Pastors

FROM THE OFFICE OF THE PUBLISHER

Currently, I’m reading a fascinating Book-of-the-Month Club offering entitled The Man Who Mistook His Wife for a Hat. The author, a poetically gifted neurologist, discusses a series of case studies from the patients’ point of view. The first study describes an exceptionally talented music professor who suffers from visual agnosia, a neurological disorder that inhibits one’s ability to process whole images.

For example, while the professor identified and remembered specific details about someone’s face-an unusual nose, mustache, or beard-he drew a complete blank when shown a picture of his brother, mother, or wife. While in the neurologist’s office, he confused his wife with an adjacent hall tree and tried to lift her head from her body, thinking it was his hat. As he scanned a large National Geographic photo, his eyes would dart from one detail to another, picking up tiny features but never processing the scene as a whole.

The author, Oliver Sacks, says, “He never entered into relation with the pictures a whole . . . he had no sense of landscape or scene.”

Dr. Sacks’s statement about never relating to “the picture as a whole” has stimulated a lot of thought about spiritual agnosia. I reexamined my perspective on the church and the ministry.

Like you, I’ve been in a reflective mood while closing out the 1986 ministry year and pondering what might lie ahead. I’m painfully aware that my spiritual eyes, like the professor’s physical eyes, oft dart from detail to detail, focusing on the specific, while failing to see what should be the obvious whole.

During this self-examination I compared snatches of recent conversations with a devotional reading in Ezekiel. My responses to these conversations clearly indicated to me that I was focusing on random details rather than understanding, absorbing, and responding on the basis of the whole picture. Here is a brief log of what I heard versus what I was reading:

Heard: “Well, what did you think of Sunday’s sermon? He seemed like a nice enough person, but he doesn’t have it in the pulpit. When is the Search Committee going to start showing us some candidates worth considering? It’s been almost a year since Pastor left, and we can’t wait much longer. We’re losing ground; I fear for the future.”

Read: “I was carried away by the spirit of the Lord to a valley full of old, dry bones that were scattered everywhere across the ground.”

Heard: “I don’t see how we can make the church budget this year. We’re too far behind. That’s twice in the last three years we’ve missed our goal, and I’ve always suspected fancy accounting the third year. You know, with the new tax laws, we’d be smart to think of more realistic goals. Better to cut back now than face the embarrassment of cutting back six months from now.”
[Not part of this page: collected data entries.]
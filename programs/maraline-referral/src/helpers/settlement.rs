use anchor_lang::prelude::*;
use crate::errors::ErrorCode;
use crate::helpers::activity::record_spend;
use crate::helpers::math::*;
use crate::state::{Member, OrderRecord, ReferralConfig};

/// Outcome of processing one order
#[derive(Clone, Copy, Debug, Default, PartialEq, Eq)]
pub struct Settlement {
    /// Order was already processed; nothing changed
    pub already_processed: bool,

    /// Bonus computed by the policy before the cap (0 without sponsor)
    pub requested: u64,

    /// Bonus credited to the sponsor
    pub applied: u64,

    /// Buyer crossed the activity threshold in either direction
    pub buyer_activity_changed: bool,
}

impl Settlement {
    pub fn was_capped(&self) -> bool {
        self.applied < self.requested
    }
}

/// Apply an order's spend and sponsor bonus
///
/// Every new value is computed before anything is written, so an overflow
/// leaves buyer, sponsor, order and config untouched. The caller persists
/// the ledger entry when `applied > 0`; the instruction commits both or
/// neither.
pub fn settle_order(
    order: &mut OrderRecord,
    buyer: &mut Member,
    sponsor: Option<&mut Member>,
    config: &mut ReferralConfig,
    now: i64,
) -> Result<Settlement> {
    if order.referral_processed {
        return Ok(Settlement { already_processed: true, ..Settlement::default() });
    }

    let (requested, applied) = match sponsor.as_deref() {
        Some(s) => {
            let requested = compute_bonus(config, order.service_fee);
            (requested, apply_earnings_cap(requested, s, config))
        }
        None => (0, 0),
    };

    let orders_processed = config
        .total_orders_processed
        .checked_add(1)
        .ok_or(ErrorCode::MathOverflow)?;
    let bonus_paid = config
        .total_bonus_paid
        .checked_add(applied)
        .ok_or(ErrorCode::MathOverflow)?;

    let month = month_index(now);
    let credit = match sponsor.as_deref() {
        Some(s) if applied > 0 => {
            let monthly_base = if s.earnings_month == month { s.monthly_earned } else { 0 };
            Some((
                s.total_earned.checked_add(applied).ok_or(ErrorCode::MathOverflow)?,
                monthly_base.checked_add(applied).ok_or(ErrorCode::MathOverflow)?,
                s.total_realized_earnings.checked_add(applied).ok_or(ErrorCode::MathOverflow)?,
            ))
        }
        _ => None,
    };

    // First write; leaves the buyer untouched when it fails
    let buyer_activity_changed = record_spend(buyer, order.total, config.activity_threshold)?;
    buyer.updated_at = now;

    if let (Some(s), Some((total_earned, monthly_earned, realized))) = (sponsor, credit) {
        s.total_earned = total_earned;
        s.monthly_earned = monthly_earned;
        s.earnings_month = month;
        s.total_realized_earnings = realized;
        s.updated_at = now;
    }

    order.referral_processed = true;
    order.processed_at = now;

    config.total_orders_processed = orders_processed;
    config.total_bonus_paid = bonus_paid;

    Ok(Settlement {
        already_processed: false,
        requested,
        applied,
        buyer_activity_changed,
    })
}

/// Ledger description naming the source order
pub fn bonus_description(order_ref: &[u8; 32]) -> String {
    let hex: String = order_ref[..8].iter().map(|b| format!("{:02x}", b)).collect();
    format!("Referral bonus for order {}", hex)
}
Read: “He led me around among them, and then said to me, ‘Son of dust, can these bones become people again?’ I replied, ‘Lord, you alone know the answer to that.’ “

Heard: “I’m very tired of this kind of denominational pressure. If they want to call the shots, then they ought to send someone in here to deal with the problems. I’m to the place where I don’t care what they think. Let the chips fall where they may.”
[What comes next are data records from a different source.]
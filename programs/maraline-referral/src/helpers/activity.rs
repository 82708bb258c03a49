use anchor_lang::prelude::*;
use crate::errors::ErrorCode;
use crate::state::Member;

/// Recompute `has_met_referral_threshold` from `total_spend`.
/// Returns true when the flag flipped. `is_referral_code_active` is never touched.
pub fn reevaluate(member: &mut Member, activity_threshold: u64) -> bool {
    let met = member.total_spend >= activity_threshold;
    let changed = met != member.has_met_referral_threshold;
    member.has_met_referral_threshold = met;
    changed
}

/// Add spend and re-run the evaluator
pub fn record_spend(member: &mut Member, amount: u64, activity_threshold: u64) -> Result<bool> {
    member.total_spend = member
        .total_spend
        .checked_add(amount)
        .ok_or(ErrorCode::MathOverflow)?;
    Ok(reevaluate(member, activity_threshold))
}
Read: “Then he told me to speak to the bones and say: ‘O dry bones, listen to the words of God, for the Lord God says, “See! I am going to make you live and breathe again.” ‘ “

Heard: “Generally speaking, I am encouraged, but I think I’ve brought things about as far as I can. Let’s face it, it’s probably wise to move on while I’m ahead. Better to leave too soon than to stay too long. My wife thinks I need a change and the church needs a change, so we’ll probably start looking around.”
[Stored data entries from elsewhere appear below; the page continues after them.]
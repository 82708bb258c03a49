use anchor_lang::prelude::*;
use crate::constants::MAX_ROSTER_SIZE;
use crate::errors::ErrorCode;

/// One direct referral held by a sponsor
#[derive(AnchorSerialize, AnchorDeserialize, Clone, Copy, Debug, Default, PartialEq, Eq)]
pub struct RosterEntry {
    /// Child Member PDA
    pub member: Pubkey,

    /// Child registration timestamp
    pub registered_at: i64,
}

impl RosterEntry {
    pub const LEN: usize = 32 + 8;
}

/// Direct referrals of one sponsor, oldest first
///
/// Adjacency index over `Member::sponsor`. Entries are appended at
/// admission and removed only by eviction, so vector order is registration
/// order and `children.len()` is the sponsor's occupancy.
///
/// PDA Seeds: ["roster_v1", sponsor_member]
#[account]
#[derive(Default)]
pub struct ReferralRoster {
    /// Member PDA this roster belongs to
    pub sponsor: Pubkey,

    /// Direct referrals in registration order
    pub children: Vec<RosterEntry>,

    /// Referrals ever admitted (lifetime)
    pub total_admitted: u64,

    /// Referrals evicted (lifetime)
    pub total_evicted: u64,

    /// PDA bump seed
    pub bump: u8,
}

impl ReferralRoster {
    /// Account size calculation:
    /// - sponsor: 32 bytes
    /// - children: 4 + 40 * MAX_ROSTER_SIZE bytes
    /// - total_admitted, total_evicted: 16 bytes
    /// - bump: 1 byte
    /// Total: 1333 bytes
    pub const LEN: usize = 32 + 4 + RosterEntry::LEN * MAX_ROSTER_SIZE as usize + 8 * 2 + 1;

    pub fn occupancy(&self) -> u32 {
        self.children.len() as u32
    }

    pub fn position(&self, member: &Pubkey) -> Option<usize> {
        self.children.iter().position(|entry| entry.member == *member)
    }

    pub fn push(&mut self, entry: RosterEntry) -> Result<()> {
        require!(self.occupancy() < MAX_ROSTER_SIZE, ErrorCode::RosterFull);
        self.children.push(entry);
        self.total_admitted = self.total_admitted.checked_add(1).ok_or(ErrorCode::MathOverflow)?;
        Ok(())
    }

    /// Remove the entry at `index`, keeping the remaining order intact
    pub fn evict_at(&mut self, index: usize) -> Result<RosterEntry> {
        require!(index < self.children.len(), ErrorCode::InvalidEvictionCandidate);
        let entry = self.children.remove(index);
        self.total_evicted = self.total_evicted.checked_add(1).ok_or(ErrorCode::MathOverflow)?;
        Ok(entry)
    }
}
Read: “So I spoke these words from God, just as he told me to; and suddenly there was a rattling noise from all across the valley, and the bones of each body came together and attached to each other as they used to be. Then as I watched, the muscles and flesh formed over the bones, and skin covered them.”

Heard: “Do you know that J_ is in the hospital? I’m not sure what’s going on. He’s not the same person since the divorce. His new wife is very lovely, but I can tell he isn’t happy. He desperately wants back into the ministry, but I don’t think he knows how to go about it.”

Read: “Then he told me to call to the wind and say, ‘The Lord God says, “Come from the four winds, O Spirit, and breathe upon these slain bodies that they may live again.” ‘ So I spoke . . . and the bodies began breathing; they lived, and stood up-a very great army.”

My conclusions? I am seriously afflicted with spiritual agnosia. Quickly I grasp and identify what is weak, flawed, and failing-the dry bones-but I grope to see the living, the breathing, the invincible army of God. Like Elisha’s servant, I can imagine it and even fantasize about it. But actually see it? Risk everything upon it? That’s another matter. And as the well-worn phrase proclaims, perspective is everything.

Christ said, “I will build my church, and the powers of hell shall not prevail against it.” That’s the whole picture. And for 1987, I am resolved to try to engage the whole. I pray for the breath of the Spirit to breathe into my dry bones the life and vitality that will help me faithfully serve my calling and colleagues.

Paul D. Robbins is executive vice-president of Christianity Today, Inc.